Sunday, December 24, 2006

 
another depressing post, I'm afraid: the teensy tiny hole on the surgical incision line has pretty much gone, because it has been replaced by a gap in my actual skin the size of a penny (American, not the old Australian ones, thank goodness.). What do I mean by a gap in my skin? I mean there is no skin there, just a bit of (erk) muscle visible. and of course this has developed over the past week and gradually curtailed my activities, so now it's Xmas eve and I have no dr appointment, a main dr on leave until Feb, a locum dr on holiday until the middle of next week, a strange burning sensation like I might be getting an infection (I have antibiotics, haven't started them yet), the prospect of surgery, a heap of (paid) work to do that will only aggravate thing but must be done, a rental flat to set up that I can't move things into or clean myself, and a massive bout of despair which is of course aimed at dh who has been working long hours and now is on holiday but has shopping and relaxing of his own to do. and the kid gets short shrift if he comes within a mile of my wound, or indeed bugs me when I'm busy feeling sorry for myself.

so I will almost certainly lose this implant and face a) a three-year, prosthesis-using, wait, potentially, until it's safe to use stomach muscle or b) the strange and not-very-attractive prospect of using back muscle. or of course giving up the baby idea and using stomach muscle and fat, of which there is plenty due to forced inactivity this past eight months, now, or at least in Feb when dr returns (and when I'll have the flat happening and another bout of work.)

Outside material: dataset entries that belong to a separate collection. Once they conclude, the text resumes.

use anyhow::{Context, Result};
use clap::Parser;
use tracing_subscriber::EnvFilter;

use profile_records::config::{Args, Command};
use profile_records::{RecordStore, derive_filename, server};

#[tokio::main]
async fn main() -> Result<()> {
    let args = Args::parse();

    let filter = EnvFilter::try_from_default_env()
        .unwrap_or_else(|_| EnvFilter::new("info,tower_http=warn"));
    tracing_subscriber::fmt()
        .with_env_filter(filter)
        .with_target(true)
        .init();

    let store = RecordStore::open(&args.records_dir).with_context(|| {
        format!(
            "cannot create records directory {}",
            args.records_dir.display()
        )
    })?;

    match args.command {
        Some(Command::Init(init)) => {
            let filename = derive_filename(&init.stream, &init.year, &init.session);
            let path = store.path_for(&filename);
            if store.init(&filename)? {
                println!("Created record file: {}", path.display());
            } else {
                println!("Record file already exists: {}", path.display());
            }
            Ok(())
        }
        Some(Command::Serve) | None => server::serve(store, args.bind).await,
    }
}
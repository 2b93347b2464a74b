use axum::Json;
use axum::http::StatusCode;
use axum::response::{IntoResponse, Response};
use serde::Serialize;
use thiserror::Error;

/// Failure while touching a record file.
#[derive(Debug, Error)]
pub enum StoreError {
    #[error(transparent)]
    Io(#[from] std::io::Error),
    #[error(transparent)]
    Csv(#[from] csv::Error),
    #[error("storage task failed: {0}")]
    Task(String),
}

/// Why a profile submission was rejected.
#[derive(Debug, Error)]
pub enum SubmitError {
    #[error("Missing fields: {}", .0.join(", "))]
    MissingFields(Vec<&'static str>),
    #[error("Session end year must be after start year.")]
    SessionOrder,
    #[error("Could not write CSV: {0}")]
    Storage(#[from] StoreError),
}

impl SubmitError {
    pub fn is_validation(&self) -> bool {
        !matches!(self, Self::Storage(_))
    }

    pub fn status(&self) -> StatusCode {
        if self.is_validation() {
            StatusCode::BAD_REQUEST
        } else {
            StatusCode::INTERNAL_SERVER_ERROR
        }
    }
}

#[derive(Debug, Serialize)]
pub struct ErrorBody {
    pub status: &'static str,
    pub message: String,
}

impl IntoResponse for SubmitError {
    fn into_response(self) -> Response {
        let body = ErrorBody {
            status: "error",
            message: self.to_string(),
        };
        (self.status(), Json(body)).into_response()
    }
}
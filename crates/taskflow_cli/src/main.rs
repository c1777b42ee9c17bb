use clap::Parser;
use tabled::Tabled;
use tabled::settings::Style;
use taskflow_core::classify::Classification;
use taskflow_core::error::AppError;
use taskflow_core::model::Task;
use taskflow_core::task_api::{self, TaskEdit};

mod cli;

use cli::{Cli, Command, LogCommand, RemindersCommand, SubtaskCommand};

#[derive(Tabled)]
struct TaskRow {
    #[tabled(rename = "ID")]
    id: String,
    #[tabled(rename = "Title")]
    title: String,
    #[tabled(rename = "Due")]
    due: String,
    #[tabled(rename = "Reminder")]
    reminder: String,
    #[tabled(rename = "Subtasks")]
    subtasks: String,
}

impl TaskRow {
    fn from_task(task: &Task) -> Self {
        let subtasks = if task.subtasks.is_empty() {
            "-".to_string()
        } else {
            format!(
                "{}/{}",
                task.completed_subtask_count(),
                task.subtasks.len()
            )
        };
        Self {
            id: task.id.clone(),
            title: task.display_title().to_string(),
            due: task.due_date.clone().unwrap_or_else(|| "-".to_string()),
            reminder: task.remind_at.clone().unwrap_or_else(|| "-".to_string()),
            subtasks,
        }
    }
}

fn render_task_table(tasks: &[Task]) -> String {
    let rows: Vec<TaskRow> = tasks.iter().map(TaskRow::from_task).collect();
    tabled::Table::new(rows).with(Style::sharp()).to_string()
}

fn print_classification_plain(result: &Classification) {
    let mut printed_any = false;

    if !result.overdue.is_empty() {
        println!("Overdue ({})", result.overdue.len());
        println!("{}", render_task_table(&result.overdue));
        printed_any = true;
    }

    for (section, tasks) in &result.sections {
        if printed_any {
            println!();
        }
        println!("{}", section.label());
        println!("{}", render_task_table(tasks));
        printed_any = true;
    }

    if !printed_any {
        println!("No open tasks.");
    }
    if result.completed_count > 0 {
        println!("Completed: {}", result.completed_count);
    }
}

fn task_to_json(task: &Task) -> Result<serde_json::Value, AppError> {
    serde_json::to_value(task).map_err(|err| AppError::invalid_data(err.to_string()))
}

fn print_classification_json(result: &Classification) -> Result<(), AppError> {
    let mut overdue = Vec::with_capacity(result.overdue.len());
    for task in &result.overdue {
        overdue.push(task_to_json(task)?);
    }

    let mut sections = Vec::with_capacity(result.sections.len());
    for (section, tasks) in &result.sections {
        let mut payload = Vec::with_capacity(tasks.len());
        for task in tasks {
            payload.push(task_to_json(task)?);
        }
        sections.push(serde_json::json!({
            "label": section.label(),
            "tasks": payload,
        }));
    }

    let json = serde_json::json!({
        "overdue": overdue,
        "sections": sections,
        "completed_count": result.completed_count,
    });
    println!("{}", json);
    Ok(())
}

fn print_task_json(task: &Task) -> Result<(), AppError> {
    println!("{}", task_to_json(task)?);
    Ok(())
}

fn due_note(days: i64) -> String {
    match days {
        0 => "today".to_string(),
        1 => "in 1 day".to_string(),
        d if d > 1 => format!("in {d} days"),
        -1 => "1 day overdue".to_string(),
        d => format!("{} days overdue", -d),
    }
}

fn print_task_plain(task: &Task) {
    let status = if task.completed { "completed" } else { "open" };
    println!("ID: {}", task.id);
    println!("Title: {}", task.display_title());
    if !task.description.is_empty() {
        println!("Description: {}", task.description);
    }
    println!("Status: {}", status);
    match task.due_date.as_deref() {
        Some(due) => {
            let note = (!task.completed)
                .then(|| task.days_until_due(taskflow_core::dates::now_local()))
                .flatten();
            match note {
                Some(days) => println!("Due: {} ({})", due, due_note(days)),
                None => println!("Due: {}", due),
            }
        }
        None => println!("Due: -"),
    }
    println!("Reminder: {}", task.remind_at.as_deref().unwrap_or("-"));
    println!("Created: {}", task.created_at);

    if !task.subtasks.is_empty() {
        println!(
            "Subtasks ({}/{}):",
            task.completed_subtask_count(),
            task.subtasks.len()
        );
        for subtask in &task.subtasks {
            let mark = if subtask.completed { "x" } else { " " };
            println!("  [{}] {} {}", mark, subtask.id, subtask.display_title());
        }
    }

    if !task.daily_log.is_empty() {
        println!("Log:");
        for entry in &task.daily_log {
            println!("  {} {} {}", entry.timestamp, entry.id, entry.note);
        }
    }
}

fn normalize_parse_error(err: clap::Error) -> AppError {
    let rendered = err.to_string();
    let first_line = rendered.lines().next().unwrap_or("invalid command").trim();
    let message = first_line
        .strip_prefix("error: ")
        .unwrap_or(first_line)
        .to_string();
    AppError::invalid_input(message)
}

fucking radiotherapy. it had darn well better have saved my life is all I can say, to make all this worthwhile.


A: believes in Santa and would naturally believe in God if we told him there was one; came into our room to give me a teddy at 1 or 2 am last night, followed by a visit to ask what my favourite colour was; says "Wow" and means it whenever he sees something cool; still naps in the afternoon at three years old, thank (non-existent) God; is partially toilet trained, but not so much I'd dare leave his nappy off; measures things with a measuring tape and says confidently "thirty dollars"; is a sweetheart and a cuddlepuss and a naughty rabbit and I love him.

Comments:
I hope you can get it sorted out soon and don't have to give up your dream of another child. Wishing for you this Christmas that the pain stops, the hole somehow closes on it's own and you get to spend lots of time listening to your son's wonderful ways. (that did make me smile). Thinking of you.